The topstitching thread is heavier than the standard one, you can find it called “topstitching” or “cordonnet”. (I don’t know if it’s the same name elsewhere in the world, but it’s what I’ve found in the shops around here).

What you want to do if you choose the topstitching thread, is to use it only on the top part of your machine. For the bobin, I’ve found I get better result with using the standard thread. And sadly it was a lesson learned the hard way!


One of the big secret of topstitching, the thing that will make all the difference, is to do trial runs. Like pretty much any technique, it’s always a good idea to check if your settings are right. If you plan on sewing with a heavier thread, chances are you’ll have to adjust the tension of your machine. Typically, on my Elna, the normal tension setting is 4, but in order not to have the topstitching thread show under the seam, I have to go up a couple of numbers to a 6.

Doing some tests beforehand is also a great way to test the stitch length and the distance between the seam and the topstitching. To give you an idea, for the stitch length, I like to use a 3 or 3.5 mm.


Now let’s talk about accuracy.

That’s the big scary thing about this technique. Because the topstitching line is visible (and more so if you use a contrasting colour!), it’s perfectly normal to be afraid of not stitching straight. That’s when an adjustable sewing foot comes in handy!

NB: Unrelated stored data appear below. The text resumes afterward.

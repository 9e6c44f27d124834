// Copyright 2026 Phillip Cloud
// Licensed under the Apache License, Version 2.0

use thiserror::Error;

/// Failure of a single roster operation. Each variant is terminal for the
/// user action that produced it; nothing is retried.
#[derive(Debug, Clone, PartialEq, Eq, Error)]
pub enum RosterError {
    #[error("{}", network_message(.status, .message))]
    Network {
        status: Option<u16>,
        message: String,
    },
    #[error("unexpected response: {0}")]
    Parse(String),
    #[error("{0}")]
    Validation(String),
}

impl RosterError {
    pub fn network(status: Option<u16>, message: impl Into<String>) -> Self {
        Self::Network {
            status,
            message: message.into(),
        }
    }

    pub fn parse(message: impl Into<String>) -> Self {
        Self::Parse(message.into())
    }

    pub fn validation(message: impl Into<String>) -> Self {
        Self::Validation(message.into())
    }

    pub fn is_validation(&self) -> bool {
        matches!(self, Self::Validation(_))
    }
}

fn network_message(status: &Option<u16>, message: &str) -> String {
    match status {
        Some(code) => format!("server returned {code}: {message}"),
        None => message.to_owned(),
    }
}

#[cfg(test)]
mod tests {
    use super::RosterError;

    #[test]
    fn network_display_includes_status_when_known() {
        let error = RosterError::network(Some(404), "shot not found");
        assert_eq!(error.to_string(), "server returned 404: shot not found");

        let transport = RosterError::network(None, "cannot reach server");
        assert_eq!(transport.to_string(), "cannot reach server");
    }

    #[test]
    fn validation_display_is_the_bare_message() {
        let error = RosterError::validation("nothing selected");
        assert_eq!(error.to_string(), "nothing selected");
        assert!(error.is_validation());
    }
}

An adjustable blind hem foot, or an edge foot is your best friend in this case. It’ll allow you to follow accurately the seam edge creating a perfectly straight line. Just adjust the width of the foot (or adjust the needle’s position) and you’ll be amazed at how close you can now easily stitch next to the seam line.


But there’s always a time when such a miracle attachement isn’t an option. When it happens, it’s perfectly okay to get all the help you can to be accurate. That means either drawing the stitch line with chalk on the fabric or adding a guideline with a indelible pen directly on the sewing feet.

See the dark mark on the zipper foot below, that’s a guide to help me follow either the edge, or in this case, the previous row of stitching. I love this trick, it’s easy and soooo helpful in a lot of situations. And when you’re done, simply whip away your mark with a bit of pure alcohol.


One of the things that frustrated me at first was that my fabric didn’t seem to feed correctly at the start of a line. Even more so when I’ve tried attaching the pockets to the back of my jeans. The needle kept being stuck right away and made a huge mess.

After a lot of head scratching and thread wasted, a solution was found! Hurray! 🙂

The cause of my problem was simple. When sewing through multiple layers of fabric, your machine may have a bit of difficulty starting because its foot isn’t leveled. Another way to see this would be to think it has to climb a hill before even starting to sew, not easy.


To help it in its labour, the solution is to simply add some fabric behind your project to make the sewing feet level with your seam. Your machine won’t refuse to sew anymore, you’ve just outsmart it! 🙂


And finally, after solving all these problems, remember to take notes! When you do these kind of experiments with new or less used technique, take the habit to record every settings and things you did to achieve the result you wanted. That way, all that trial and error part will be learned and ready for your next project!


That’s it! Hope you could benefit a little from all the problems I kept having with topstitching.